Published online by Cambridge University Press: 22 September 2009
Introduction
In present-day US southern basilectal speech, the third-person-singular present tense is marked with both -s and zero. African American Vernacular English speakers and Southern White Vernacular English speakers both use the zero morpheme to mark this slot, but in differing amounts, with some AAVE speakers presently using it more frequently than SWVE speakers. This chapter will discuss some historical data which contain both -s and zero, namely, the speech of prisoners transported from London in order to populate the Virginia settlement of Jamestown, from 1607 onwards. The data, taken from the manuscript Minutes of the Court of Governors of Bridewell and Bethlem for the years 1559–1624, are viewable on microfilm in the Guildhall Library, London.

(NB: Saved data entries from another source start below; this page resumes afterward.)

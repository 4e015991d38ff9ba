//! Data-quality profile of a cleaned table.

use chrono::NaiveDate;
use survey_model::{CellValue, ColumnType};
use survey_transform::{SurveyFrame, count_duplicate_rows};
use tracing::debug;

use crate::error::Result;
use crate::stats::{NumericSummary, summarize};

/// Earliest and latest real date of a date column.
#[derive(Debug, Clone, PartialEq)]
pub struct DateRange {
    pub earliest: Option<NaiveDate>,
    pub latest: Option<NaiveDate>,
    /// Cells holding the sentinel date, left out of the range.
    pub sentinels: usize,
}

/// Per-column profile, chosen by the column's resolved type.
#[derive(Debug, Clone, PartialEq)]
pub enum ColumnProfile {
    Number(Option<NumericSummary>),
    Date(DateRange),
    /// Distinct values in first-appearance order.
    Text(Vec<String>),
}

#[derive(Debug, Clone, PartialEq)]
pub struct ColumnQuality {
    pub name: String,
    pub column_type: ColumnType,
    pub missing: usize,
    pub profile: ColumnProfile,
}

/// Summary of one table: size, gaps, duplicates and a profile per column.
#[derive(Debug, Clone, PartialEq)]
pub struct QualityReport {
    pub dataset: String,
    pub rows: usize,
    pub missing_cells: usize,
    pub duplicate_rows: usize,
    pub columns: Vec<ColumnQuality>,
}

impl QualityReport {
    pub fn column(&self, name: &str) -> Option<&ColumnQuality> {
        self.columns.iter().find(|column| column.name == name)
    }
}

/// Profile every column of `frame`.
pub fn quality_report(frame: &SurveyFrame) -> Result<QualityReport> {
    let mut columns = Vec::with_capacity(frame.width());
    for (name, column_type) in frame.typed_columns() {
        let cells = frame.cells(&name)?;
        let missing = cells.iter().filter(|cell| cell.is_missing()).count();
        let profile = match column_type {
            ColumnType::Number => ColumnProfile::Number(number_profile(&cells)),
            ColumnType::Date => ColumnProfile::Date(date_profile(&cells)),
            ColumnType::Text | ColumnType::RawString => ColumnProfile::Text(distinct_text(&cells)),
        };
        columns.push(ColumnQuality {
            name,
            column_type,
            missing,
            profile,
        });
    }

    let report = QualityReport {
        dataset: frame.name.clone(),
        rows: frame.height(),
        missing_cells: frame.missing_count(),
        duplicate_rows: count_duplicate_rows(frame)?,
        columns,
    };
    debug!(
        dataset = %report.dataset,
        rows = report.rows,
        missing = report.missing_cells,
        duplicates = report.duplicate_rows,
        "Built quality report"
    );
    Ok(report)
}

fn number_profile(cells: &[CellValue]) -> Option<NumericSummary> {
    let values: Vec<f64> = cells.iter().filter_map(CellValue::as_f64).collect();
    summarize(&values)
}

fn date_profile(cells: &[CellValue]) -> DateRange {
    let mut range = DateRange {
        earliest: None,
        latest: None,
        sentinels: 0,
    };
    for cell in cells {
        if cell.is_sentinel() {
            range.sentinels += 1;
            continue;
        }
        if let Some(date) = cell.as_date() {
            range.earliest = Some(range.earliest.map_or(date, |d| d.min(date)));
            range.latest = Some(range.latest.map_or(date, |d| d.max(date)));
        }
    }
    range
}

fn distinct_text(cells: &[CellValue]) -> Vec<String> {
    let mut seen = std::collections::HashSet::new();
    cells
        .iter()
        .filter_map(CellValue::as_str)
        .filter(|value| seen.insert(*value))
        .map(str::to_string)
        .collect()
}
use std::fs;
use std::path::PathBuf;

use polars::prelude::DataType;
use survey_ingest::{IngestError, IngestOptions, read_raw_csv};

fn temp_file(dir: &tempfile::TempDir, name: &str, contents: &str) -> PathBuf {
    let path = dir.path().join(name);
    fs::write(&path, contents).expect("write file");
    path
}

#[test]
fn reads_census_extract_with_markers_left_intact() {
    let dir = tempfile::tempdir().expect("temp dir");
    let contents = concat!(
        "\u{feff}Label (Grouping),Estimate,Percent\n",
        "SEX AND AGE,,\n",
        "    Total population,\"1,234\",(X)\n",
        "    Male,600,48.6%\n",
    );
    let path = temp_file(&dir, "dp05.csv", contents);
    let df = read_raw_csv(&path, &IngestOptions::default()).expect("read csv");

    assert_eq!(df.height(), 3);
    let label = df.column("Label (Grouping)").unwrap().str().unwrap();
    assert_eq!(label.get(0), Some("SEX AND AGE"));
    assert_eq!(label.get(1), Some("    Total population"));

    let estimate = df.column("Estimate").unwrap().str().unwrap();
    assert_eq!(estimate.get(0), None);
    assert_eq!(estimate.get(1), Some("1,234"));

    // NA markers are a cleaning concern; ingest keeps them as text.
    let percent = df.column("Percent").unwrap().str().unwrap();
    assert_eq!(percent.get(1), Some("(X)"));
    assert_eq!(percent.get(2), Some("48.6%"));
}

#[test]
fn reads_survey_extract_dates_as_text() {
    let dir = tempfile::tempdir().expect("temp dir");
    let contents = "Indicator,Group,Phase,Time Period Start Date,Value\n\
Symptoms of Anxiety Disorder,National Estimate,1,04/23/2020,30.8\n\
Symptoms of Anxiety Disorder,By Age,-1,05/07/2020,\n";
    let path = temp_file(&dir, "anxiety.csv", contents);
    let df = read_raw_csv(&path, &IngestOptions::default()).expect("read csv");

    assert_eq!(df.width(), 5);
    for column in df.get_columns() {
        assert_eq!(column.dtype(), &DataType::String, "{}", column.name());
    }
    let dates = df.column("Time Period Start Date").unwrap().str().unwrap();
    assert_eq!(dates.get(0), Some("04/23/2020"));
    let phase = df.column("Phase").unwrap().str().unwrap();
    assert_eq!(phase.get(1), Some("-1"));
    let value = df.column("Value").unwrap().str().unwrap();
    assert_eq!(value.get(1), None);
}

#[test]
fn header_only_file_yields_empty_frame() {
    let dir = tempfile::tempdir().expect("temp dir");
    let path = temp_file(&dir, "header.csv", "A,B\n");
    let df = read_raw_csv(&path, &IngestOptions::default()).expect("read csv");
    assert_eq!(df.height(), 0);
    assert_eq!(df.width(), 2);
}

#[test]
fn ragged_row_reports_line() {
    let dir = tempfile::tempdir().expect("temp dir");
    let path = temp_file(&dir, "ragged.csv", "A,B\n1,2\n3,4,5\n");
    let err = read_raw_csv(&path, &IngestOptions::default()).unwrap_err();
    match err {
        IngestError::RaggedRow {
            line,
            expected,
            found,
            ..
        } => {
            assert_eq!(line, 3);
            assert_eq!(expected, 2);
            assert_eq!(found, 3);
        }
        other => panic!("unexpected error: {other}"),
    }
}
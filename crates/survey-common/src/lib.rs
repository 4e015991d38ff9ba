//! Shared utilities for survey cleaning crates.
//!
//! Small helpers for Polars frames and for number text, used by the
//! transform, output and CLI crates.

pub mod numeric;
pub mod polars;

pub use crate::numeric::{format_numeric, parse_f64};
pub use crate::polars::column_names;
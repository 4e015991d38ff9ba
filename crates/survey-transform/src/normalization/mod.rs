//! Cell normalization for survey tables.
//!
//! This module provides the two cell-level cleanups:
//! - **markers**: source-specific "not applicable" markers mapped to missing
//! - **text**: whitespace and quote trimming of text columns

pub mod markers;
pub mod text;

// Re-export commonly used items
pub use markers::{NaMarkers, replace_na_markers};
pub use text::trim_text_columns;
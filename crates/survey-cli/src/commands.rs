use std::time::Instant;

use anyhow::Result;
use survey_model::CleanConfig;
use survey_report::{
    DescribeOptions, GroupDescription, QualityReport, TrendOptions, TrendSeries, describe_groups,
    quality_report, trend_series,
};
use tracing::{error, info, info_span};

use survey_cli::config::{find_source, select_sources};
use survey_cli::pipeline::{clean_source, load_cleaned};

use crate::cli::{CleanArgs, DescribeArgs, ReportArgs, TrendsArgs};
use crate::types::CleanRunResult;

/// Clean each selected source in turn. A failing source is recorded and the
/// run moves on to the next one.
pub fn run_clean(config: &CleanConfig, args: &CleanArgs) -> Result<CleanRunResult> {
    let sources = select_sources(config, &args.sources)?;
    let span = info_span!("clean_all", sources = sources.len());
    let _guard = span.enter();
    let start = Instant::now();

    let mut result = CleanRunResult {
        clean_dir: config.clean_dir.clone(),
        ..CleanRunResult::default()
    };
    for source in sources {
        match clean_source(config, source, args.strict_inference) {
            Ok(report) => result.reports.push(report),
            Err(err) => {
                error!(source = %source.name, error = %format!("{err:#}"), "cleaning failed");
                result.errors.push(format!("{}: {err:#}", source.name));
            }
        }
    }
    info!(
        cleaned = result.reports.len(),
        failed = result.errors.len(),
        elapsed_ms = start.elapsed().as_millis() as u64,
        "clean run finished"
    );
    Ok(result)
}

pub fn run_report(config: &CleanConfig, args: &ReportArgs) -> Result<Vec<QualityReport>> {
    let sources = select_sources(config, &args.sources)?;
    let mut reports = Vec::with_capacity(sources.len());
    for source in sources {
        let frame = load_cleaned(config, source)?;
        reports.push(quality_report(&frame)?);
    }
    Ok(reports)
}

pub fn run_describe(config: &CleanConfig, args: &DescribeArgs) -> Result<Vec<GroupDescription>> {
    let source = find_source(config, &args.source)?;
    let frame = load_cleaned(config, source)?;
    let excluded = if args.all_groups {
        Vec::new()
    } else {
        args.exclude_groups.clone()
    };
    let options = DescribeOptions::default().excluding(excluded);
    Ok(describe_groups(&frame, &options)?)
}

pub fn run_trends(config: &CleanConfig, args: &TrendsArgs) -> Result<Vec<TrendSeries>> {
    let source = find_source(config, &args.source)?;
    let frame = load_cleaned(config, source)?;
    Ok(trend_series(&frame, &TrendOptions::default(), &args.group)?)
}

Third-person-singular present-tense zero: previous studies
For a discussion of the third-person-singular -s and zero in AAVE and SWVE, see, for example, Fasold (1981), Sommer (1986), Poplack and Tagliamonte (1989, 1991, 1994), Baugh (1990), Ellis (1994), Montgomery, Fuller and DeMarse (1993), Montgomery and Fuller (1996), Wolfram, Hazen and Tamburro (1997), Winford (1998: 106), Montgomery (1999). Much of this work is devoted to analysing usage of -s vs. zero in various speech communities, black and white, past and present; considering whether third-person-singular zero was present in earlier states of English; and to debating whether the presence of zero supports the hypothesis of a creole origin for AAVE.